### Task objective
Output every record below exactly as it appears.

#### Data provided ####

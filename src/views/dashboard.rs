//! Derives the dashboard summary: overall total and top spending category.

use time::OffsetDateTime;

use crate::{
    models::{Category, Expense},
    views::category_totals,
};

/// An overview of the whole record set.
#[derive(Debug, Clone, PartialEq)]
pub struct DashboardSummary {
    /// The sum of every amount, 0.0 when there are no records.
    pub total: f64,
    /// The category with the largest total. On exactly equal totals the
    /// first-encountered category wins; `None` when there are no records.
    pub top_category: Option<Category>,
    /// When this summary was computed. Not persisted.
    pub last_computed_at: OffsetDateTime,
}

/// Summarize `records` for the dashboard.
pub fn dashboard_summary(records: &[Expense]) -> DashboardSummary {
    let total = records.iter().map(|expense| expense.amount).sum();

    let mut top_category = None;
    let mut top_amount = 0.0;

    // Strict comparison, so the first category to reach the maximum keeps it.
    for (category, subtotal) in category_totals(records) {
        if subtotal > top_amount {
            top_amount = subtotal;
            top_category = Some(category);
        }
    }

    DashboardSummary {
        total,
        top_category,
        last_computed_at: OffsetDateTime::now_local()
            .unwrap_or_else(|_| OffsetDateTime::now_utc()),
    }
}
//! Implements a key-value store backed by one JSON file per key.

use std::{
    fs,
    io::ErrorKind,
    path::{Path, PathBuf},
};

use crate::{Error, stores::KeyValueStore};

/// A key-value store that keeps each key in a `<key>.json` file inside a
/// data directory.
///
/// This is the durable analogue of browser local storage: small
/// whole-snapshot values, replaced on every write.
#[derive(Debug, Clone)]
pub struct JsonFileStore {
    dir: PathBuf,
}

impl JsonFileStore {
    /// Open a store rooted at `dir`, creating the directory if needed.
    ///
    /// # Errors
    /// Returns [Error::Storage] if the directory could not be created.
    pub fn open(dir: impl AsRef<Path>) -> Result<Self, Error> {
        let dir = dir.as_ref().to_path_buf();

        fs::create_dir_all(&dir)
            .map_err(|error| Error::Storage(format!("{}: {error}", dir.display())))?;

        Ok(Self { dir })
    }

    fn path_for(&self, key: &str) -> PathBuf {
        self.dir.join(format!("{key}.json"))
    }
}

impl KeyValueStore for JsonFileStore {
    fn get(&self, key: &str) -> Option<String> {
        fs::read_to_string(self.path_for(key)).ok()
    }

    fn set(&mut self, key: &str, value: &str) -> Result<(), Error> {
        let path = self.path_for(key);

        fs::write(&path, value).map_err(|error| Error::Storage(format!("{}: {error}", path.display())))
    }

    fn remove(&mut self, key: &str) -> Result<(), Error> {
        let path = self.path_for(key);

        match fs::remove_file(&path) {
            Ok(()) => Ok(()),
            Err(error) if error.kind() == ErrorKind::NotFound => Ok(()),
            Err(error) => Err(Error::Storage(format!("{}: {error}", path.display()))),
        }
    }
}

#[cfg(test)]
mod json_file_store_tests {
    use tempfile::tempdir;

    use super::{JsonFileStore, KeyValueStore};

    #[test]
    fn set_then_get_round_trips_through_the_filesystem() {
        let dir = tempdir().expect("tempdir");
        let mut store = JsonFileStore::open(dir.path()).unwrap();

        store.set("expenses", "[{\"id\":1}]").unwrap();

        assert_eq!(Some("[{\"id\":1}]".to_owned()), store.get("expenses"));
        assert!(dir.path().join("expenses.json").exists());
    }

    #[test]
    fn get_missing_key_returns_none() {
        let dir = tempdir().expect("tempdir");
        let store = JsonFileStore::open(dir.path()).unwrap();

        assert_eq!(None, store.get("expenses"));
    }

    #[test]
    fn remove_missing_key_is_a_no_op() {
        let dir = tempdir().expect("tempdir");
        let mut store = JsonFileStore::open(dir.path()).unwrap();

        assert_eq!(Ok(()), store.remove("budgets"));
    }

    #[test]
    fn remove_deletes_the_backing_file() {
        let dir = tempdir().expect("tempdir");
        let mut store = JsonFileStore::open(dir.path()).unwrap();
        store.set("budgets", "[]").unwrap();

        store.remove("budgets").unwrap();

        assert!(!dir.path().join("budgets.json").exists());
    }

    #[test]
    fn open_creates_nested_data_directories() {
        let dir = tempdir().expect("tempdir");

        let store = JsonFileStore::open(dir.path().join("nested").join("data"));

        assert!(store.is_ok());
    }
}
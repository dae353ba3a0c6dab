//! Contains the trait and implementations for the key-value snapshot store
//! that the [Ledger](crate::Ledger) persists its state to.

mod json_file;
mod memory;

pub use json_file::JsonFileStore;
pub use memory::MemoryStore;

use crate::Error;

/// The key the expense snapshot is stored under.
pub const EXPENSES_KEY: &str = "expenses";

/// The key the budget snapshot is stored under.
pub const BUDGETS_KEY: &str = "budgets";

/// A synchronous key-value store holding whole-collection snapshots.
///
/// Writes replace the complete value for a key; there are no incremental
/// updates and no transactional guarantees beyond last write wins.
pub trait KeyValueStore {
    /// Read the value stored under `key`, or `None` if the key is absent or
    /// unreadable.
    fn get(&self, key: &str) -> Option<String>;

    /// Replace the value stored under `key`.
    ///
    /// # Errors
    /// Returns [Error::Storage] if the value could not be written.
    fn set(&mut self, key: &str, value: &str) -> Result<(), Error>;

    /// Delete `key` and its value. Removing a key that is absent is a no-op.
    ///
    /// # Errors
    /// Returns [Error::Storage] if the key exists but could not be removed.
    fn remove(&mut self, key: &str) -> Result<(), Error>;
}
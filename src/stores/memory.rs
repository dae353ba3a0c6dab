//! Implements an in-memory key-value store.

use std::collections::HashMap;

use crate::{Error, stores::KeyValueStore};

/// A key-value store backed by a `HashMap`.
///
/// State lives only as long as the process. Used in tests and for ephemeral
/// sessions where nothing should be written to disk.
#[derive(Debug, Clone, Default)]
pub struct MemoryStore {
    entries: HashMap<String, String>,
}

impl MemoryStore {
    /// Create an empty in-memory store.
    pub fn new() -> Self {
        Self::default()
    }
}

impl KeyValueStore for MemoryStore {
    fn get(&self, key: &str) -> Option<String> {
        self.entries.get(key).cloned()
    }

    fn set(&mut self, key: &str, value: &str) -> Result<(), Error> {
        self.entries.insert(key.to_owned(), value.to_owned());
        Ok(())
    }

    fn remove(&mut self, key: &str) -> Result<(), Error> {
        self.entries.remove(key);
        Ok(())
    }
}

####

### Task response
filename src/views/dashboard.rs
//! Derives the dashboard summary: overall total and top spending category.

use time::OffsetDateTime;

use crate::{
    models::{Category, Expense},
    views::category_totals,
};

/// An overview of the whole record set.
#[derive(Debug, Clone, PartialEq)]
pub struct DashboardSummary {
    /// The sum of every amount, 0.0 when there are no records.
    pub total: f64,
    /// The category with the largest total. On exactly equal totals the
    /// first-encountered category wins; `None` when there are no records.
    pub top_category: Option<Category>,
    /// When this summary was computed. Not persisted.
    pub last_computed_at: OffsetDateTime,
}

/// Summarize `records` for the dashboard.
pub fn dashboard_summary(records: &[Expense]) -> DashboardSummary {
    let total = records.iter().map(|expense| expense.amount).sum();

    let mut top_category = None;
    let mut top_amount = 0.0;

    // Strict comparison, so the first category to reach the maximum keeps it.
    for (category, subtotal) in category_totals(records) {
        if subtotal > top_amount {
            top_amount = subtotal;
            top_category = Some(category);
        }
    }

    DashboardSummary {
        total,
        top_category,
        last_computed_at: OffsetDateTime::now_local()
            .unwrap_or_else(|_| OffsetDateTime::now_utc()),
    }
}
//! Implements a key-value store backed by one JSON file per key.

use std::{
    fs,
    io::ErrorKind,
    path::{Path, PathBuf},
};

use crate::{Error, stores::KeyValueStore};

/// A key-value store that keeps each key in a `<key>.json` file inside a
/// data directory.
///
/// This is the durable analogue of browser local storage: small
/// whole-snapshot values, replaced on every write.
#[derive(Debug, Clone)]
pub struct JsonFileStore {
    dir: PathBuf,
}

impl JsonFileStore {
    /// Open a store rooted at `dir`, creating the directory if needed.
    ///
    /// # Errors
    /// Returns [Error::Storage] if the directory could not be created.
    pub fn open(dir: impl AsRef<Path>) -> Result<Self, Error> {
        let dir = dir.as_ref().to_path_buf();

        fs::create_dir_all(&dir)
            .map_err(|error| Error::Storage(format!("{}: {error}", dir.display())))?;

        Ok(Self { dir })
    }

    fn path_for(&self, key: &str) -> PathBuf {
        self.dir.join(format!("{key}.json"))
    }
}

impl KeyValueStore for JsonFileStore {
    fn get(&self, key: &str) -> Option<String> {
        fs::read_to_string(self.path_for(key)).ok()
    }

    fn set(&mut self, key: &str, value: &str) -> Result<(), Error> {
        let path = self.path_for(key);

        fs::write(&path, value).map_err(|error| Error::Storage(format!("{}: {error}", path.display())))
    }

    fn remove(&mut self, key: &str) -> Result<(), Error> {
        let path = self.path_for(key);

        match fs::remove_file(&path) {
            Ok(()) => Ok(()),
            Err(error) if error.kind() == ErrorKind::NotFound => Ok(()),
            Err(error) => Err(Error::Storage(format!("{}: {error}", path.display()))),
        }
    }
}

#[cfg(test)]
mod json_file_store_tests {
    use tempfile::tempdir;

    use super::{JsonFileStore, KeyValueStore};

    #[test]
    fn set_then_get_round_trips_through_the_filesystem() {
        let dir = tempdir().expect("tempdir");
        let mut store = JsonFileStore::open(dir.path()).unwrap();

        store.set("expenses", "[{\"id\":1}]").unwrap();

        assert_eq!(Some("[{\"id\":1}]".to_owned()), store.get("expenses"));
        assert!(dir.path().join("expenses.json").exists());
    }

    #[test]
    fn get_missing_key_returns_none() {
        let dir = tempdir().expect("tempdir");
        let store = JsonFileStore::open(dir.path()).unwrap();

        assert_eq!(None, store.get("expenses"));
    }

    #[test]
    fn remove_missing_key_is_a_no_op() {
        let dir = tempdir().expect("tempdir");
        let mut store = JsonFileStore::open(dir.path()).unwrap();

        assert_eq!(Ok(()), store.remove("budgets"));
    }

    #[test]
    fn remove_deletes_the_backing_file() {
        let dir = tempdir().expect("tempdir");
        let mut store = JsonFileStore::open(dir.path()).unwrap();
        store.set("budgets", "[]").unwrap();

        store.remove("budgets").unwrap();

        assert!(!dir.path().join("budgets.json").exists());
    }

    #[test]
    fn open_creates_nested_data_directories() {
        let dir = tempdir().expect("tempdir");

        let store = JsonFileStore::open(dir.path().join("nested").join("data"));

        assert!(store.is_ok());
    }
}
repository dae353ba3a0c6dab
//! Contains the trait and implementations for the key-value snapshot store
//! that the [Ledger](crate::Ledger) persists its state to.

mod json_file;
mod memory;

pub use json_file::JsonFileStore;
pub use memory::MemoryStore;

use crate::Error;

/// The key the expense snapshot is stored under.
pub const EXPENSES_KEY: &str = "expenses";

/// The key the budget snapshot is stored under.
pub const BUDGETS_KEY: &str = "budgets";

/// A synchronous key-value store holding whole-collection snapshots.
///
/// Writes replace the complete value for a key; there are no incremental
/// updates and no transactional guarantees beyond last write wins.
pub trait KeyValueStore {
    /// Read the value stored under `key`, or `None` if the key is absent or
    /// unreadable.
    fn get(&self, key: &str) -> Option<String>;

    /// Replace the value stored under `key`.
    ///
    /// # Errors
    /// Returns [Error::Storage] if the value could not be written.
    fn set(&mut self, key: &str, value: &str) -> Result<(), Error>;

    /// Delete `key` and its value. Removing a key that is absent is a no-op.
    ///
    /// # Errors
    /// Returns [Error::Storage] if the key exists but could not be removed.
    fn remove(&mut self, key: &str) -> Result<(), Error>;
}
filename src/stores/memory.rs
repository dae353ba3a0c6dab
//! Implements an in-memory key-value store.

use std::collections::HashMap;

use crate::{Error, stores::KeyValueStore};

/// A key-value store backed by a `HashMap`.
///
/// State lives only as long as the process. Used in tests and for ephemeral
/// sessions where nothing should be written to disk.
#[derive(Debug, Clone, Default)]
pub struct MemoryStore {
    entries: HashMap<String, String>,
}

impl MemoryStore {
    /// Create an empty in-memory store.
    pub fn new() -> Self {
        Self::default()
    }
}

impl KeyValueStore for MemoryStore {
    fn get(&self, key: &str) -> Option<String> {
        self.entries.get(key).cloned()
    }

    fn set(&mut self, key: &str, value: &str) -> Result<(), Error> {
        self.entries.insert(key.to_owned(), value.to_owned());
        Ok(())
    }

    fn remove(&mut self, key: &str) -> Result<(), Error> {
        self.entries.remove(key);
        Ok(())
    }
}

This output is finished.